(Material provided)
○ ○ ○
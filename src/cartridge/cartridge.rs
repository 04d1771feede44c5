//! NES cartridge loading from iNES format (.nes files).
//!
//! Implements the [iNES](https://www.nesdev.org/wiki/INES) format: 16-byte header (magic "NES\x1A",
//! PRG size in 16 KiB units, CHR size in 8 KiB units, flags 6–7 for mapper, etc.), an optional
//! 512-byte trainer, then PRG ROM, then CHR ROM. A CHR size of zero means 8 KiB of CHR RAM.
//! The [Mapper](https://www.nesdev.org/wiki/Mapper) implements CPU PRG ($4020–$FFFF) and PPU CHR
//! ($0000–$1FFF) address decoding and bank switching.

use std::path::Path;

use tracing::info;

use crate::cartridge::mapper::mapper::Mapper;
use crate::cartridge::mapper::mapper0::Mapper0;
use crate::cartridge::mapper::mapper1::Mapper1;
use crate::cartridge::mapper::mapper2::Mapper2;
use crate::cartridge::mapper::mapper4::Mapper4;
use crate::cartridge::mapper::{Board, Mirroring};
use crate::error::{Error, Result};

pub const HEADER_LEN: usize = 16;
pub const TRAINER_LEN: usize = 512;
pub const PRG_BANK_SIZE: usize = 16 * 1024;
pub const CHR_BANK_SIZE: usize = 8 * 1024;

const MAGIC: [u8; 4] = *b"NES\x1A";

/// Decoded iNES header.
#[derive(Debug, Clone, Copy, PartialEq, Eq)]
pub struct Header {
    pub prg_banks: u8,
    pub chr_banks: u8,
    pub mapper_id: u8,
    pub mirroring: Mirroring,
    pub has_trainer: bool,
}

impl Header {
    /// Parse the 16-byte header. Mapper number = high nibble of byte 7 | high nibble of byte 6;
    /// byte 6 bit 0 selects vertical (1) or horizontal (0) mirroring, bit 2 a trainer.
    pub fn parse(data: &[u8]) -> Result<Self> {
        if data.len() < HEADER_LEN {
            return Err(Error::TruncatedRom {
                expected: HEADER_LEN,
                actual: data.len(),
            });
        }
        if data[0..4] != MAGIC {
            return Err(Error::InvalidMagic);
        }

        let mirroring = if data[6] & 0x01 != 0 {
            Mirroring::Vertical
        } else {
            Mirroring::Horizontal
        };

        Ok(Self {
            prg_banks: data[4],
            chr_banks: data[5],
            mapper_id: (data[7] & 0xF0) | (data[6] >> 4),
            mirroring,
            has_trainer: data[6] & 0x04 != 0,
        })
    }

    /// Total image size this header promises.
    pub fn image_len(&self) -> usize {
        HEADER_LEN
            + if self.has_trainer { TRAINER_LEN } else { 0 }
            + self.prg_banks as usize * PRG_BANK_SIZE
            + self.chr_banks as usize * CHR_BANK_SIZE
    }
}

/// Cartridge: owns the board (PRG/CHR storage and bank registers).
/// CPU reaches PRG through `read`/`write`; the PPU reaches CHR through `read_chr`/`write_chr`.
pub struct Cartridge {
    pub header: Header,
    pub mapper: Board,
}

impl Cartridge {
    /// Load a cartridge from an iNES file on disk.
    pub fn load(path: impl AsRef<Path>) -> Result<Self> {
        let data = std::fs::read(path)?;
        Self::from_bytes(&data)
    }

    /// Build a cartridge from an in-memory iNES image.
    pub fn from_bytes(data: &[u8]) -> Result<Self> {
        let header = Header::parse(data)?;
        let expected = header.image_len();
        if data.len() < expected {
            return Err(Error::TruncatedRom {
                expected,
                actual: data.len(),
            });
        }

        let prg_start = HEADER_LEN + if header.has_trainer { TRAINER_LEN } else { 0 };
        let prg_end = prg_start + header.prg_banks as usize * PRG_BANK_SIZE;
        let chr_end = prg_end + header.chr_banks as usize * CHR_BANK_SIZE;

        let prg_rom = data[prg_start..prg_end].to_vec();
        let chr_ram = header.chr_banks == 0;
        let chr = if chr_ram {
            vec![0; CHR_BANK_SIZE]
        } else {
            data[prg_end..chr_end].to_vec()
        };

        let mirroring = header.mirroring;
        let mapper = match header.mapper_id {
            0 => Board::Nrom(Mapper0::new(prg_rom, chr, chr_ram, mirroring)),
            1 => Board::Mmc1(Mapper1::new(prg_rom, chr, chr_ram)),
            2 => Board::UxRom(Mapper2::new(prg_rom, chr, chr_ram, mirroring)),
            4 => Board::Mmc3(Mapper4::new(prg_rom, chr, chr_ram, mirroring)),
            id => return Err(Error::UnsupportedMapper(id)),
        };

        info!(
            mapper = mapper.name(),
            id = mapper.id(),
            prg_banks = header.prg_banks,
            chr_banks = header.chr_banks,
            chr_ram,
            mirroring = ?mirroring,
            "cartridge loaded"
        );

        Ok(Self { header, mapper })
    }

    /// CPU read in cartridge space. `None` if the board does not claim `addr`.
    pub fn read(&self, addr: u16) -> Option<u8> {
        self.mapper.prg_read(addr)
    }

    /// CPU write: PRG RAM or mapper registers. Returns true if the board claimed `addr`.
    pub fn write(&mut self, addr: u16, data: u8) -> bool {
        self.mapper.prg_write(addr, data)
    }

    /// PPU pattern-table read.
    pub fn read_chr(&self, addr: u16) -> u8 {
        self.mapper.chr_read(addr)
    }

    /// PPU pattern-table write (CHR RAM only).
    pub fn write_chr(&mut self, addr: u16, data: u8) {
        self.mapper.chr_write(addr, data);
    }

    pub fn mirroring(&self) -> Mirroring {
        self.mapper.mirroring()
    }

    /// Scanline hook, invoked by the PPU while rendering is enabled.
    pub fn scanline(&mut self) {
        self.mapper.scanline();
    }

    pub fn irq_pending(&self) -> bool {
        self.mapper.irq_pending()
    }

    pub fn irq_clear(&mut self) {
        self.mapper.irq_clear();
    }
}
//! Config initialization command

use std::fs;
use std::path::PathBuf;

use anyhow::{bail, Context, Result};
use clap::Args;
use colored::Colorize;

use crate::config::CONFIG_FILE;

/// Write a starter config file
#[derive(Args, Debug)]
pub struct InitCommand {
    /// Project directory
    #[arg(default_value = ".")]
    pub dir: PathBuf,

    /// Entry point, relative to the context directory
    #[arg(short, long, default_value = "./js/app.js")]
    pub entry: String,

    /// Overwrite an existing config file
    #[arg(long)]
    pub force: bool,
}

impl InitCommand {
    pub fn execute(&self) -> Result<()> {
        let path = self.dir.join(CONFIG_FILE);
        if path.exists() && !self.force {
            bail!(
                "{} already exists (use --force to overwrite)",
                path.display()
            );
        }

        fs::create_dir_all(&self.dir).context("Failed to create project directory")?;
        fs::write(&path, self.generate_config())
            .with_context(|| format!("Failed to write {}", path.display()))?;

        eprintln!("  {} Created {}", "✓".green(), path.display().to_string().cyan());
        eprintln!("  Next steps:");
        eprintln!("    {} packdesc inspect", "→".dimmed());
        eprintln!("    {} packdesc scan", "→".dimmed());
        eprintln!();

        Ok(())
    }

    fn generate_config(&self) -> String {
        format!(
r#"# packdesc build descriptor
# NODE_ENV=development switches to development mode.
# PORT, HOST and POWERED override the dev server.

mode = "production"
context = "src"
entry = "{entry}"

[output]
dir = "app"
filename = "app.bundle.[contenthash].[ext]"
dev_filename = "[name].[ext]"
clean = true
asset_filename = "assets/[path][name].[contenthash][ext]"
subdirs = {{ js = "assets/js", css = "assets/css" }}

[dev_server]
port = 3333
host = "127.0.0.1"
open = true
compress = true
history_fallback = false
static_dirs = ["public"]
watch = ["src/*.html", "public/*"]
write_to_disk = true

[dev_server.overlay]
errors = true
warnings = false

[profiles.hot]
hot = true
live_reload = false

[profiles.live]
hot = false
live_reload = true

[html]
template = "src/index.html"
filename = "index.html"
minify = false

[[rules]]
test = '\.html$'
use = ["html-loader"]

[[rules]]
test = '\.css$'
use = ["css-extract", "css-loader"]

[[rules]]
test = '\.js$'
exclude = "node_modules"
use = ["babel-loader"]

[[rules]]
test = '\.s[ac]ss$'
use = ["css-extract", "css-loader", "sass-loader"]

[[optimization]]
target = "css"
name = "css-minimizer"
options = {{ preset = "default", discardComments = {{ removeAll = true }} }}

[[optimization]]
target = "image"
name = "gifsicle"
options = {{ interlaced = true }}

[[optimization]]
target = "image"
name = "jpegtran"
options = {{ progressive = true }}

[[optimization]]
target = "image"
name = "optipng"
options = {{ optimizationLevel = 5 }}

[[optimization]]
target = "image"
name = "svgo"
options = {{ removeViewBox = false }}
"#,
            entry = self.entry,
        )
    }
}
○ ○ ○
(What to work on)
Within the listing above, give again exactly every line from the line with "pub struct Header" through the line with "and bank registers).", both included, and no other line.

(Solution to the exercise)
pub struct Header {
    pub prg_banks: u8,
    pub chr_banks: u8,
    pub mapper_id: u8,
    pub mirroring: Mirroring,
    pub has_trainer: bool,
}

impl Header {
    /// Parse the 16-byte header. Mapper number = high nibble of byte 7 | high nibble of byte 6;
    /// byte 6 bit 0 selects vertical (1) or horizontal (0) mirroring, bit 2 a trainer.
    pub fn parse(data: &[u8]) -> Result<Self> {
        if data.len() < HEADER_LEN {
            return Err(Error::TruncatedRom {
                expected: HEADER_LEN,
                actual: data.len(),
            });
        }
        if data[0..4] != MAGIC {
            return Err(Error::InvalidMagic);
        }

        let mirroring = if data[6] & 0x01 != 0 {
            Mirroring::Vertical
        } else {
            Mirroring::Horizontal
        };

        Ok(Self {
            prg_banks: data[4],
            chr_banks: data[5],
            mapper_id: (data[7] & 0xF0) | (data[6] >> 4),
            mirroring,
            has_trainer: data[6] & 0x04 != 0,
        })
    }

    /// Total image size this header promises.
    pub fn image_len(&self) -> usize {
        HEADER_LEN
            + if self.has_trainer { TRAINER_LEN } else { 0 }
            + self.prg_banks as usize * PRG_BANK_SIZE
            + self.chr_banks as usize * CHR_BANK_SIZE
    }
}

/// Cartridge: owns the board (PRG/CHR storage and bank registers).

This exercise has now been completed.